T) Alwyas follow The 100 Rules for being an Entrepreneur even after you sell your company.

Werner Haase Jr and Yitz Grossman ended up buying my company. As far as I know, and I’ve never been led to believe otherwise, Werner’s father killed Hitler. As far as Yitz Grossman goes, he was involved in a massive FBI sting a few years later and went to jail. He had set up a currency brokerage firm but if you ever set up an account then there was a decent chance you never saw that money again and it never actually went to buy the currencies you thought they were going to buy.

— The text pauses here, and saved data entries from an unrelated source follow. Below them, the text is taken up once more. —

use std::collections::BTreeMap;
use std::fmt;

use engine::{EntityId, GridPos, InputSnapshot, SceneWorld};
use serde::{Serialize, Serializer};
use tracing::{debug, info};

const INTERACT_REACH_CELLS: u32 = 1;

/// What the host should open when a location is activated.
#[derive(Debug, Clone, Copy, PartialEq, Eq, Hash, Serialize)]
#[serde(rename_all = "camelCase")]
pub(crate) enum InteractionTag {
    Gallery,
    GameRoom,
    CatRoom,
    Tavern,
}

impl InteractionTag {
    pub(crate) const ALL: [InteractionTag; 4] = [
        InteractionTag::Gallery,
        InteractionTag::GameRoom,
        InteractionTag::CatRoom,
        InteractionTag::Tavern,
    ];

    pub(crate) fn name(self) -> &'static str {
        match self {
            InteractionTag::Gallery => "gallery",
            InteractionTag::GameRoom => "gameRoom",
            InteractionTag::CatRoom => "catRoom",
            InteractionTag::Tavern => "tavern",
        }
    }

    pub(crate) fn from_name(name: &str) -> Option<Self> {
        Self::ALL.into_iter().find(|tag| tag.name() == name)
    }
}

/// Grid coordinate of an interactive prop, rendered as `"x,y"`.
#[derive(Debug, Clone, Copy, PartialEq, Eq, Hash, PartialOrd, Ord)]
pub(crate) struct LocationKey {
    pub(crate) x: i32,
    pub(crate) y: i32,
}

impl LocationKey {
    pub(crate) const fn new(x: i32, y: i32) -> Self {
        Self { x, y }
    }

    fn cell(self) -> GridPos {
        GridPos::new(self.x, self.y)
    }
}

impl From<GridPos> for LocationKey {
    fn from(cell: GridPos) -> Self {
        Self::new(cell.x, cell.y)
    }
}

impl fmt::Display for LocationKey {
    fn fmt(&self, f: &mut fmt::Formatter<'_>) -> fmt::Result {
        write!(f, "{},{}", self.x, self.y)
    }
}

impl Serialize for LocationKey {
    fn serialize<S: Serializer>(&self, serializer: S) -> Result<S::Ok, S::Error> {
        serializer.collect_str(self)
    }
}

/// Event handed to the host callback.
#[derive(Debug, Clone, Copy, PartialEq, Eq, Serialize)]
#[serde(rename_all = "camelCase")]
pub(crate) struct InteractionRequested {
    pub(crate) location_key: LocationKey,
    pub(crate) interaction_tag: InteractionTag,
}

#[derive(Debug, Clone, Default, PartialEq, Eq)]
pub(crate) struct InteractionMap {
    entries: BTreeMap<LocationKey, InteractionTag>,
}

impl InteractionMap {
    pub(crate) fn default_village() -> Self {
        let mut map = Self::default();
        map.insert(LocationKey::new(8, 8), InteractionTag::Gallery);
        map.insert(LocationKey::new(28, 6), InteractionTag::GameRoom);
        map.insert(LocationKey::new(6, 28), InteractionTag::CatRoom);
        map.insert(LocationKey::new(28, 28), InteractionTag::Tavern);
        map
    }

    pub(crate) fn insert(
        &mut self,
        key: LocationKey,
        tag: InteractionTag,
    ) -> Option<InteractionTag> {
        self.entries.insert(key, tag)
    }

    pub(crate) fn get(&self, key: LocationKey) -> Option<InteractionTag> {
        self.entries.get(&key).copied()
    }

    pub(crate) fn len(&self) -> usize {
        self.entries.len()
    }
}

pub(crate) type InteractionHandler = Box<dyn FnMut(&InteractionRequested)>;

#[derive(Debug, Clone, Copy, PartialEq, Eq)]
struct InteractionTarget {
    entity: EntityId,
    key: LocationKey,
    tag: InteractionTag,
}

/// Routes pointer and interact-key activations on props to the host.
pub(crate) struct InteractionDispatcher {
    map: InteractionMap,
    targets: Vec<InteractionTarget>,
    hovered: Option<EntityId>,
    handler: InteractionHandler,
}

impl InteractionDispatcher {
    pub(crate) fn new(map: InteractionMap, handler: InteractionHandler) -> Self {
        Self {
            map,
            targets: Vec::new(),
            hovered: None,
            handler,
        }
    }

    /// Records the prop entity standing on `cell`; returns whether the map
    /// has an interaction for it.
    pub(crate) fn register_prop(&mut self, entity: EntityId, cell: GridPos) -> bool {
        let key = LocationKey::from(cell);
        let Some(tag) = self.map.get(key) else {
            return false;
        };
        self.targets.push(InteractionTarget { entity, key, tag });
        true
    }

    pub(crate) fn clear(&mut self) {
        self.targets.clear();
        self.hovered = None;
    }

    pub(crate) fn target_count(&self) -> usize {
        self.targets.len()
    }

    pub(crate) fn update(
        &mut self,
        input: &InputSnapshot,
        world: &mut SceneWorld,
        avatar: GridPos,
    ) {
        let picked = input
            .cursor_position_px()
            .and_then(|cursor| world.pick_topmost_at_screen(cursor, |entity| entity.interactive));
        let picked_target = picked.and_then(|entity| self.target_for(entity));

        let hovered = picked_target.map(|target| target.entity);
        if hovered != self.hovered {
            self.hovered = hovered;
            world.set_hovered_visual(hovered);
        }

        if input.click_pressed() {
            match (picked, picked_target) {
                (_, Some(target)) => self.emit(target),
                (Some(entity), None) => debug!(entity = entity.0, "interaction_unmapped_prop"),
                (None, None) => {}
            }
        }

        if input.interact_pressed() {
            if let Some(target) = self.nearest_in_reach(avatar) {
                self.emit(target);
            }
        }
    }

    fn target_for(&self, entity: EntityId) -> Option<InteractionTarget> {
        self.targets
            .iter()
            .find(|target| target.entity == entity)
            .copied()
    }

    fn nearest_in_reach(&self, avatar: GridPos) -> Option<InteractionTarget> {
        self.targets
            .iter()
            .map(|target| (target.key.cell().chebyshev_distance(avatar), target))
            .filter(|(distance, _)| *distance <= INTERACT_REACH_CELLS)
            .min_by_key(|(distance, target)| (*distance, target.key))
            .map(|(_, target)| *target)
    }

    fn emit(&mut self, target: InteractionTarget) {
        let event = InteractionRequested {
            location_key: target.key,
            interaction_tag: target.tag,
        };
        info!(
            location_key = %event.location_key,
            interaction_tag = event.interaction_tag.name(),
            "interaction_requested"
        );
        (self.handler)(&event);
    }
}

#[cfg(test)]
mod tests {
    use super::*;

    #[test]
    fn event_serializes_with_camel_case_fields() {
        let event = InteractionRequested {
            location_key: LocationKey::new(28, 6),
            interaction_tag: InteractionTag::GameRoom,
        };
        let json = serde_json::to_string(&event).expect("serialize");
        assert_eq!(json, r#"{"locationKey":"28,6","interactionTag":"gameRoom"}"#);
    }

    #[test]
    fn tag_names_round_trip() {
        for tag in InteractionTag::ALL {
            assert_eq!(InteractionTag::from_name(tag.name()), Some(tag));
        }
        assert_eq!(InteractionTag::from_name("library"), None);
    }

    #[test]
    fn default_map_covers_the_four_houses() {
        let map = InteractionMap::default_village();
        assert_eq!(map.len(), 4);
        assert_eq!(map.get(LocationKey::new(6, 28)), Some(InteractionTag::CatRoom));
        assert_eq!(map.get(LocationKey::new(18, 18)), None);
    }

    #[test]
    fn only_mapped_props_register() {
        let mut dispatcher =
            InteractionDispatcher::new(InteractionMap::default_village(), Box::new(|_| {}));
        assert!(dispatcher.register_prop(EntityId(1), GridPos::new(8, 8)));
        assert!(!dispatcher.register_prop(EntityId(2), GridPos::new(18, 18)));
        assert_eq!(dispatcher.target_count(), 1);
    }
}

I felt really bad when I read that and I’ve never spoken to Yitz again. Yitz had always been good to me and I never had any problems with him. And he helped me sell my first company. But ultimately, he spent some time in jail and there were other bad things’ about the whole mess. As another orthodox jew once told me: “you never really know someone’s net worth until they file for bankruptcy”.

There’s a lot of emotions that happen when a company is acquired. And there’s a lot of craziness. Its going to effect you. If you’re having trouble dealing, the call me and we’ll figure it out. Or follow me on twitter.

So, these were some of my thoughts on getting your business acquired. Albeit I will be the first to admit, they were messy.